После двадцать четвертого года ее личная жизнь как-то пошла на убыль. Она делала много мелкой незаметной работы, ездила по кооперативным делам в разные уездные города. Зарплата была маленькая, приходилось содержать и мать, и брата, живущих где-то за городом. Хлеба получали мало, как на иждивенцев, а исключительная честность не позволяла Наде пользоваться бесплатно или за маленькую цену продуктами кооперативной торговли, как это делали многие. Пальто, все носильные вещи износились мало-помалу. Надя пыталась перешивать все для сестры, но приходилось отдавать ей платья, которые достались самой Наде по ордеру. Так я и запомнила ее в облезлом меховом пальто, с протершимися рукавами, в шапке-бескозырке с наушниками, с тяжелым портфелем под мышкой, набитым бумагами.

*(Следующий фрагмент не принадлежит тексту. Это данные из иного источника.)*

//! The seam between the conductor and whatever makes the sound.

use std::cmp::{Ordering, Reverse};
use std::collections::BinaryHeap;
use std::time::Instant;

use crate::error::SchedulingError;
use crate::types::Tick;

/// A note-on or note-off due at an absolute sequencer tick.
#[derive(Debug, Clone, Copy, PartialEq, Eq)]
pub struct NoteCommand {
    pub channel: u8,
    pub key: u8,
    pub velocity: u8,
    pub tick: Tick,
    pub is_note_on: bool,
}

/// Accepts time-stamped note commands. Implementations drain them on their
/// own timeline; callers only enqueue and read the clock.
pub trait SequencerPort {
    /// Current tick. Never decreases.
    fn now(&self) -> Tick;

    /// Queues a command. A late or undeliverable command is refused and
    /// must not be retried.
    fn schedule(&mut self, command: NoteCommand) -> Result<(), SchedulingError>;

    fn program_change(&mut self, channel: u8, program: u8) -> Result<(), SchedulingError>;

    /// Silences every channel before returning, including anything still
    /// queued.
    fn all_notes_off(&mut self);
}

impl<P: SequencerPort + ?Sized> SequencerPort for Box<P> {
    fn now(&self) -> Tick {
        (**self).now()
    }

    fn schedule(&mut self, command: NoteCommand) -> Result<(), SchedulingError> {
        (**self).schedule(command)
    }

    fn program_change(&mut self, channel: u8, program: u8) -> Result<(), SchedulingError> {
        (**self).program_change(channel, program)
    }

    fn all_notes_off(&mut self) {
        (**self).all_notes_off()
    }
}

/// Refuses `tick` if it lies more than `tolerance` ticks before `now`.
pub fn check_due(tick: Tick, now: Tick, tolerance: Tick) -> Result<(), SchedulingError> {
    if tick.saturating_add(tolerance) < now {
        Err(SchedulingError::Late { tick, now })
    } else {
        Ok(())
    }
}

#[derive(Debug, Clone, Copy, PartialEq, Eq)]
struct Queued {
    command: NoteCommand,
    seq: u64,
}

impl Ord for Queued {
    fn cmp(&self, other: &Self) -> Ordering {
        (self.command.tick, self.seq).cmp(&(other.command.tick, other.seq))
    }
}

impl PartialOrd for Queued {
    fn partial_cmp(&self, other: &Self) -> Option<Ordering> {
        Some(self.cmp(other))
    }
}

/// Pending commands ordered by due tick; equal ticks leave in the order
/// they were pushed.
#[derive(Debug, Default)]
pub struct CommandQueue {
    heap: BinaryHeap<Reverse<Queued>>,
    next_seq: u64,
}

impl CommandQueue {
    pub fn new() -> Self {
        Self::default()
    }

    pub fn push(&mut self, command: NoteCommand) {
        let seq = self.next_seq;
        self.next_seq += 1;
        self.heap.push(Reverse(Queued { command, seq }));
    }

    /// Tick of the earliest pending command.
    pub fn next_due(&self) -> Option<Tick> {
        self.heap.peek().map(|Reverse(q)| q.command.tick)
    }

    /// Removes and returns every command due at or before `now`, in order.
    pub fn drain_due(&mut self, now: Tick) -> Vec<NoteCommand> {
        let mut due = Vec::new();
        while self.next_due().is_some_and(|tick| tick <= now) {
            if let Some(Reverse(q)) = self.heap.pop() {
                due.push(q.command);
            }
        }
        due
    }

    pub fn clear(&mut self) {
        self.heap.clear();
    }

    pub fn len(&self) -> usize {
        self.heap.len()
    }

    pub fn is_empty(&self) -> bool {
        self.heap.is_empty()
    }
}

/// Wall-clock port that discards everything. Used when no output device is
/// available so the conductor can still run.
#[derive(Debug)]
pub struct NullSequencer {
    started: Instant,
    tolerance: Tick,
}

impl NullSequencer {
    pub fn new(tolerance: Tick) -> Self {
        Self {
            started: Instant::now(),
            tolerance,
        }
    }
}

impl SequencerPort for NullSequencer {
    fn now(&self) -> Tick {
        self.started.elapsed().as_millis() as Tick
    }

    fn schedule(&mut self, command: NoteCommand) -> Result<(), SchedulingError> {
        check_due(command.tick, self.now(), self.tolerance)
    }

    fn program_change(&mut self, _channel: u8, _program: u8) -> Result<(), SchedulingError> {
        Ok(())
    }

    fn all_notes_off(&mut self) {}
}

#[cfg(test)]
mod tests {
    use super::*;

    fn note(tick: Tick, key: u8) -> NoteCommand {
        NoteCommand {
            channel: 0,
            key,
            velocity: 100,
            tick,
            is_note_on: true,
        }
    }

    #[test]
    fn drains_in_tick_order_fifo_on_ties() {
        let mut queue = CommandQueue::new();
        queue.push(note(30, 1));
        queue.push(note(10, 2));
        queue.push(note(10, 3));
        queue.push(note(50, 4));

        let keys: Vec<_> = queue.drain_due(30).iter().map(|c| c.key).collect();
        assert_eq!(keys, vec![2, 3, 1]);
        assert_eq!(queue.len(), 1);
        assert_eq!(queue.next_due(), Some(50));
    }

    #[test]
    fn nothing_due_before_first_tick() {
        let mut queue = CommandQueue::new();
        queue.push(note(10, 1));
        assert!(queue.drain_due(9).is_empty());
        queue.clear();
        assert!(queue.is_empty());
    }

    #[test]
    fn late_beyond_tolerance_is_refused() {
        assert_eq!(check_due(100, 110, 20), Ok(()));
        assert_eq!(check_due(100, 120, 20), Ok(()));
        assert_eq!(
            check_due(100, 121, 20),
            Err(SchedulingError::Late { tick: 100, now: 121 })
        );
        assert_eq!(check_due(500, 0, 0), Ok(()));
    }
}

Ее сестра Маруся тоже похудела, стала болеть, а мама совсем одряхлела. С началом НЭПа администрация гостиницы «Метрополь» начала выживать коммунистов из занимаемых ими «номеров люкс». В самом начале тридцатых годов Надя еще жила в «Метрополе», и я навещала ее в мои редкие приезды. Помню в 1931 году Ленинградский Союз композиторов командировал меня в Среднюю Азию вместе с Любовью Львовной Штрейхер[368], чтобы собрать народные песни и создать музыкальное произведение о современной женщине Востока. Возвращаясь из Бухары и Самарканда, я была у Нади в «Метрополе». Администрация гостиницы выключила у нее свет; паровое отопление тоже не работало. Надя и Маруся сидели в темноте, при коптилке, на них было надето все теплое платье, имевшееся в запасе. Надя все же согрела для меня чашку кофе на электрической плитке, которую она включала в сеть фуксом (тайно от горничной). Надя сказала, что нашла квартиру где-то на Северной дороге и напишет мне. Очень долго от нее не было писем. Наконец в ноябре 32-го года пришла открытка, исписанная крупным Надиным почерком. Привожу ее целиком, она осталась надолго в моем архиве: «1/XI — 32 года. Лизетта, гоняю, как мокрый мышонок, так как тут без меня все сорок четыре нескладицы и нет дров. Сегодня есть достижение, получила разрешение на электропечку. Но предварительно сожгла предохранитель, и пребываем в темноте, пока не соблаговолит правление Р.Ж.К.Т. прислать мне монтера. Пишу на вокзале и потому скверно. Переложите гнев на милость и напишите мне — Станция Тайпинская Северной железной дороги. Улица Опанского, д. 1, кв. 6. Целую Вас и мамочку. Мише и Шуре жму лапы. Надя». Это не последнее письмо Нади. К сожалению, я уничтожила ее письма более поздних лет[369]. Годы были такие, что люди не хранили переписки. Наде жилось очень трудно на станции Тайпинская. Однажды она просила меня больше не писать ей и не искать ее. Я всполошилась: «Но почему же, Надина?» — «Вы не знаете этого человека[370]. Он жесток и неумолим».

От Надежды Алексеевой, приезжавшей в Ленинград, я узнала, что Надю арестовали и выслали в Йошкар-Олу. Кажется, этот город назывался раньше Тьмутаракань. Больше я не встречалась с Надеждой Островской, талантливым скульптором и хорошим товарищем.